Where does the word "FloatValue" occur in the data below? Copy each line that holds it.

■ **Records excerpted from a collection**
=== Begin Enclosure ===

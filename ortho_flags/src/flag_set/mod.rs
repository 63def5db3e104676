//! The flag set: registration, parsing, and post-parse queries.

use std::fmt;
use std::io::{self, Write};
use std::time::Duration;

use crate::registry::{Callback, Flag, Registry};
use crate::value::{
    BoolValue, DurationValue, FloatValue, IntValue, Integer, StringValue, VersionValue,
};
use crate::{FlagError, Value};

mod policy;
mod scan;
mod usage;

pub use policy::ErrorHandling;

use scan::Tokens;

/// Custom usage function; receives the flag set so it can render defaults
/// to the configured output.
pub type UsageFn<'a> = Box<dyn FnMut(&mut FlagSet<'a>) + 'a>;

/// A set of defined flags and the parser that fills them in.
///
/// Flags bind to storage owned by the caller for the lifetime `'a`; once the
/// set is dropped the parsed values are read straight from that storage.
///
/// ```
/// use ortho_flags::{ErrorHandling, FlagSet};
///
/// let mut verbose = false;
/// let mut name = String::new();
/// let mut flags = FlagSet::new("greet", ErrorHandling::ContinueOnError, false);
/// flags.bool_var(&mut verbose, "verbose", Some('v'), false, "chatty output")?;
/// flags.string_var(&mut name, "name", Some('n'), "world", "who to greet")?;
/// flags.parse(["-vn", "Ada", "extra"])?;
/// assert_eq!(flags.args(), ["extra"]);
/// drop(flags);
/// assert!(verbose);
/// assert_eq!(name, "Ada");
/// # Ok::<(), ortho_flags::FlagError>(())
/// ```
pub struct FlagSet<'a> {
    name: String,
    error_handling: ErrorHandling,
    stop_at_first_non_flag: bool,
    registry: Registry<'a>,
    tokens: Tokens,
    parsed: bool,
    output: Box<dyn Write + 'a>,
    usage: Option<UsageFn<'a>>,
}

impl<'a> FlagSet<'a> {
    /// Create an empty flag set.
    ///
    /// With `stop_at_first_non_flag` set, scanning halts at the first
    /// positional argument and every later token is left as a positional,
    /// flags included.
    #[must_use]
    pub fn new(
        name: impl Into<String>,
        error_handling: ErrorHandling,
        stop_at_first_non_flag: bool,
    ) -> Self {
        Self {
            name: name.into(),
            error_handling,
            stop_at_first_non_flag,
            registry: Registry::default(),
            tokens: Tokens::default(),
            parsed: false,
            output: Box::new(io::stderr()),
            usage: None,
        }
    }

    /// A flag set for the running program: named after `argv[0]`, exiting
    /// on error, and scanning past positional arguments.
    ///
    /// Pair with [`FlagSet::parse_env`].
    #[must_use]
    pub fn command_line() -> Self {
        Self::new(argv0(), ErrorHandling::ExitOnError, false)
    }

    /// Reset the name, policy and scanning mode. Definitions are kept.
    pub fn init(
        &mut self,
        name: impl Into<String>,
        error_handling: ErrorHandling,
        stop_at_first_non_flag: bool,
    ) {
        self.name = name.into();
        self.error_handling = error_handling;
        self.stop_at_first_non_flag = stop_at_first_non_flag;
    }

    /// Name given at construction.
    #[must_use]
    pub fn name(&self) -> &str {
        &self.name
    }

    /// Active error-handling policy.
    #[must_use]
    pub const fn error_handling(&self) -> ErrorHandling {
        self.error_handling
    }

    /// Whether scanning halts at the first positional argument.
    #[must_use]
    pub const fn stops_at_first_non_flag(&self) -> bool {
        self.stop_at_first_non_flag
    }

    /// Whether [`FlagSet::parse`] has been called.
    #[must_use]
    pub const fn parsed(&self) -> bool {
        self.parsed
    }

    /// Redirect usage text and diagnostics (standard error by default).
    pub fn set_output(&mut self, output: impl Write + 'a) {
        self.output = Box::new(output);
    }

    /// Sink for usage text and diagnostics.
    pub fn output(&mut self) -> &mut (dyn Write + 'a) {
        self.output.as_mut()
    }

    /// Replace the usage function shown on `--help`.
    pub fn set_usage(&mut self, usage: impl FnMut(&mut FlagSet<'a>) + 'a) {
        self.usage = Some(Box::new(usage));
    }

    /// Define a flag backed by any [`Value`].
    ///
    /// The value's current rendering is recorded as the flag's default.
    ///
    /// # Errors
    ///
    /// Returns [`FlagError::Redefined`] or [`FlagError::AliasRedefined`]
    /// when the name or alias is taken, and [`FlagError::InvalidName`] or
    /// [`FlagError::InvalidAlias`] when either cannot be written on a
    /// command line.
    pub fn var<V>(
        &mut self,
        value: V,
        name: &str,
        alias: Option<char>,
        usage: &str,
    ) -> Result<(), FlagError>
    where
        V: Value + 'a,
    {
        self.registry.define(Box::new(value), name, alias, usage, None)
    }

    /// Define a flag whose `on_change` callback runs after every successful
    /// assignment.
    ///
    /// # Errors
    ///
    /// As for [`FlagSet::var`].
    pub fn var_with_callback<V, F>(
        &mut self,
        value: V,
        name: &str,
        alias: Option<char>,
        usage: &str,
        on_change: F,
    ) -> Result<(), FlagError>
    where
        V: Value + 'a,
        F: FnMut(&dyn Value) + 'a,
    {
        let callback: Callback<'a> = Box::new(on_change);
        self.registry
            .define(Box::new(value), name, alias, usage, Some(callback))
    }

    /// Attach or replace the `on_change` callback of a defined flag.
    ///
    /// # Errors
    ///
    /// Returns [`FlagError::Undefined`] when no flag is called `name`.
    pub fn on_change<F>(&mut self, name: &str, on_change: F) -> Result<(), FlagError>
    where
        F: FnMut(&dyn Value) + 'a,
    {
        if self.registry.set_callback(name, Box::new(on_change)) {
            Ok(())
        } else {
            Err(FlagError::Undefined {
                flag: format!("--{name}"),
            })
        }
    }

    /// Define a boolean flag.
    ///
    /// # Errors
    ///
    /// As for [`FlagSet::var`].
    pub fn bool_var(
        &mut self,
        slot: &'a mut bool,
        name: &str,
        alias: Option<char>,
        initial: bool,
        usage: &str,
    ) -> Result<(), FlagError> {
        self.var(BoolValue::new(slot, initial), name, alias, usage)
    }

    /// Define an integer flag of any primitive width.
    ///
    /// # Errors
    ///
    /// As for [`FlagSet::var`].
    pub fn int_var<T: Integer>(
        &mut self,
        slot: &'a mut T,
        name: &str,
        alias: Option<char>,
        initial: T,
        usage: &str,
    ) -> Result<(), FlagError> {
        self.var(IntValue::new(slot, initial), name, alias, usage)
    }

    /// Define an `f64` flag.
    ///
    /// # Errors
    ///
    /// As for [`FlagSet::var`].
    pub fn float_var(
        &mut self,
        slot: &'a mut f64,
        name: &str,
        alias: Option<char>,
        initial: f64,
        usage: &str,
    ) -> Result<(), FlagError> {
        self.var(FloatValue::new(slot, initial), name, alias, usage)
    }

    /// Define a string flag.
    ///
    /// # Errors
    ///
    /// As for [`FlagSet::var`].
    pub fn string_var(
        &mut self,
        slot: &'a mut String,
        name: &str,
        alias: Option<char>,
        initial: &str,
        usage: &str,
    ) -> Result<(), FlagError> {
        self.var(StringValue::new(slot, initial), name, alias, usage)
    }

    /// Define a duration flag.
    ///
    /// # Errors
    ///
    /// As for [`FlagSet::var`].
    pub fn duration_var(
        &mut self,
        slot: &'a mut Duration,
        name: &str,
        alias: Option<char>,
        initial: Duration,
        usage: &str,
    ) -> Result<(), FlagError> {
        self.var(DurationValue::new(slot, initial), name, alias, usage)
    }

    /// Define a version flag that reports `version` when switched on.
    ///
    /// # Errors
    ///
    /// As for [`FlagSet::var`].
    pub fn version_var(
        &mut self,
        slot: &'a mut bool,
        name: &str,
        alias: Option<char>,
        version: &str,
        usage: &str,
    ) -> Result<(), FlagError> {
        self.var(VersionValue::new(slot, version), name, alias, usage)
    }

    /// Look up a flag by long name. Only exact matches are found.
    #[must_use]
    pub fn lookup(&self, name: &str) -> Option<&Flag<'a>> {
        self.registry.lookup(name)
    }

    /// Look up a flag by its short alias.
    #[must_use]
    pub fn lookup_alias(&self, alias: char) -> Option<&Flag<'a>> {
        self.registry
            .alias_lookup(alias)
            .and_then(|name| self.registry.lookup(name))
    }

    /// Visit every defined flag in ascending name order.
    pub fn visit_all<F>(&self, visitor: F)
    where
        F: FnMut(&Flag<'a>),
    {
        self.registry.all().for_each(visitor);
    }

    /// Visit the flags assigned since the last parse began, in ascending
    /// name order.
    pub fn visit<F>(&self, visitor: F)
    where
        F: FnMut(&Flag<'a>),
    {
        self.registry.seen().for_each(visitor);
    }

    /// Number of flags assigned since the last parse began.
    #[must_use]
    pub fn n_flags(&self) -> usize {
        self.registry.seen_count()
    }

    /// Positional arguments left after parsing.
    #[must_use]
    pub fn args(&self) -> &[String] {
        self.tokens.remaining()
    }

    /// The `index`th positional argument.
    #[must_use]
    pub fn arg(&self, index: usize) -> Option<&str> {
        self.tokens.remaining().get(index).map(String::as_str)
    }

    /// Number of positional arguments left after parsing.
    #[must_use]
    pub fn n_args(&self) -> usize {
        self.tokens.remaining().len()
    }
}

/// The running program's name as given in `argv[0]`.
fn argv0() -> String {
    std::env::args_os()
        .next()
        .map(|arg| arg.to_string_lossy().into_owned())
        .unwrap_or_default()
}

impl fmt::Debug for FlagSet<'_> {
    fn fmt(&self, f: &mut fmt::Formatter<'_>) -> fmt::Result {
        let mut flags = Vec::new();
        self.visit_all(|flag| flags.push(flag.name().to_owned()));
        f.debug_struct("FlagSet")
            .field("name", &self.name)
            .field("error_handling", &self.error_handling)
            .field("stop_at_first_non_flag", &self.stop_at_first_non_flag)
            .field("flags", &flags)
            .field("args", &self.args())
            .field("parsed", &self.parsed)
            .finish_non_exhaustive()
    }
}
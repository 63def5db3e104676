//! Command-line flag parsing into caller-owned, typed storage.
//!
//! Programs register flags on a [`FlagSet`], each with a long name, an
//! optional single-character alias, and a [`Value`] that owns the typed
//! slot. [`FlagSet::parse`] then walks the argument list:
//!
//! - `--name`, `--name=value` and `--name value` address flags by name;
//! - `-a`, `-a=value`, `-a value` and grouped aliases such as `-abc`
//!   address them by alias;
//! - boolean flags are switched on by presence alone;
//! - `--` ends flag scanning, and an optional mode stops at the first
//!   positional argument;
//! - `--help`/`-h` show usage unless a flag claims those names.
//!
//! Everything that is not a flag is kept, in order, as a positional
//! argument. Failures are delivered according to the set's
//! [`ErrorHandling`] policy.
//!
//! ```
//! use std::time::Duration;
//! use ortho_flags::{ErrorHandling, FlagSet};
//!
//! let mut verbose = false;
//! let mut retries = 0_u32;
//! let mut timeout = Duration::ZERO;
//! let mut flags = FlagSet::new("fetch", ErrorHandling::ContinueOnError, false);
//! flags.bool_var(&mut verbose, "verbose", Some('v'), false, "log progress")?;
//! flags.int_var(&mut retries, "retries", Some('r'), 3, "attempts before giving up")?;
//! flags.duration_var(&mut timeout, "timeout", None, Duration::from_secs(30), "per request")?;
//!
//! flags.parse(["-vr", "5", "https://example.com", "--timeout=1m30s"])?;
//! assert_eq!(flags.args(), ["https://example.com"]);
//! drop(flags);
//!
//! assert!(verbose);
//! assert_eq!(retries, 5);
//! assert_eq!(timeout, Duration::from_secs(90));
//! # Ok::<(), ortho_flags::FlagError>(())
//! ```

mod error;
mod flag_set;
mod registry;
pub mod value;

pub use error::{FlagError, ValueError};
pub use flag_set::{ErrorHandling, FlagSet, UsageFn};
pub use registry::{Callback, Flag};
pub use value::{BoolFlag, Getter, Value};
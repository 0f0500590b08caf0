use super::IssueReporter;
use crate::core::Violation;
use crate::errors::{ComplianceError, Result};
use crate::report::render_issue_body;
use std::path::PathBuf;
use std::process::{Command, Stdio};

/// Files violations as a GitHub issue through the `gh` CLI.
pub struct GhIssueReporter {
    labels: Vec<String>,
    working_dir: PathBuf,
}

impl GhIssueReporter {
    pub fn new(labels: Vec<String>, working_dir: impl Into<PathBuf>) -> Self {
        Self {
            labels,
            working_dir: working_dir.into(),
        }
    }

    fn issue_args(&self, title: &str, body: &str) -> Vec<String> {
        let mut args = vec![
            "issue".to_string(),
            "create".to_string(),
            "--title".to_string(),
            title.to_string(),
            "--body".to_string(),
            body.to_string(),
        ];
        for label in &self.labels {
            args.push("--label".to_string());
            args.push(label.clone());
        }
        args
    }
}

impl IssueReporter for GhIssueReporter {
    fn report(&self, title: &str, violations: &[Violation]) -> Result<()> {
        let gh = which::which("gh")
            .map_err(|e| ComplianceError::collaborator("issue reporter", format!("gh not found in PATH: {e}")))?;

        let body = render_issue_body(title, violations);
        let output = Command::new(gh)
            .args(self.issue_args(title, &body))
            .current_dir(&self.working_dir)
            .stdin(Stdio::null())
            .output()
            .map_err(|e| ComplianceError::collaborator("issue reporter", e.to_string()))?;

        if !output.status.success() {
            return Err(ComplianceError::collaborator(
                "issue reporter",
                String::from_utf8_lossy(&output.stderr).trim().to_string(),
            ));
        }

        tracing::info!(
            url = %String::from_utf8_lossy(&output.stdout).trim(),
            violations = violations.len(),
            "Created compliance issue"
        );
        Ok(())
    }
}

/// Drops every report. Used when issue creation is disabled.
#[derive(Clone, Copy, Debug, Default)]
pub struct NullIssueReporter;

impl IssueReporter for NullIssueReporter {
    fn report(&self, title: &str, violations: &[Violation]) -> Result<()> {
        tracing::debug!(title, violations = violations.len(), "Issue reporting disabled");
        Ok(())
    }
}
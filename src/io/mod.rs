//! Filesystem access for the compliance engine.
//!
//! Every check recomputes its verdict from filesystem facts at call time, so
//! the analyzers only ever read through [`FileSystem`]. Production code uses
//! [`RealFileSystem`]; unit tests use the in-memory [`MemoryFileSystem`].

pub mod memory;
pub mod real;
pub mod traits;

pub use memory::MemoryFileSystem;
pub use real::RealFileSystem;
pub use traits::FileSystem;
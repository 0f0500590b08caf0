//! Document completeness scoring.
//!
//! A lenient textual presence check: a required section counts as present if
//! any of its header spellings occurs anywhere in the document,
//! case-insensitively. A heading with no body still counts.

/// Header spellings that mark `label` as present.
fn candidate_spellings(label: &str) -> [String; 6] {
    [
        format!("# {label}"),
        format!("## {label}"),
        format!("### {label}"),
        format!("**{label}**"),
        format!("{label}:"),
        label.split_whitespace().collect::<String>(),
    ]
}

fn section_present(lowered_content: &str, label: &str) -> bool {
    candidate_spellings(label)
        .iter()
        .filter(|candidate| !candidate.is_empty())
        .any(|candidate| lowered_content.contains(&candidate.to_lowercase()))
}

/// Fraction of `required_sections` present in `content`, in `[0, 1]`.
///
/// Empty content or an empty requirement list scores 0.
pub fn score<S: AsRef<str>>(content: &str, required_sections: &[S]) -> f64 {
    if content.trim().is_empty() || required_sections.is_empty() {
        return 0.0;
    }

    let lowered = content.to_lowercase();
    let present = required_sections
        .iter()
        .filter(|label| section_present(&lowered, label.as_ref()))
        .count();

    present as f64 / required_sections.len() as f64
}

/// Required sections that are not present, in declaration order.
pub fn missing_sections<'a, S: AsRef<str>>(
    content: &str,
    required_sections: &'a [S],
) -> Vec<&'a str> {
    let lowered = content.to_lowercase();
    required_sections
        .iter()
        .map(AsRef::as_ref)
        .filter(|label| !section_present(&lowered, label))
        .collect()
}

=== End Enclosure ===

■ **RESPONSE TO THE TASK**
    BoolValue, DurationValue, FloatValue, IntValue, Integer, StringValue, VersionValue,
        self.var(FloatValue::new(slot, initial), name, alias, usage)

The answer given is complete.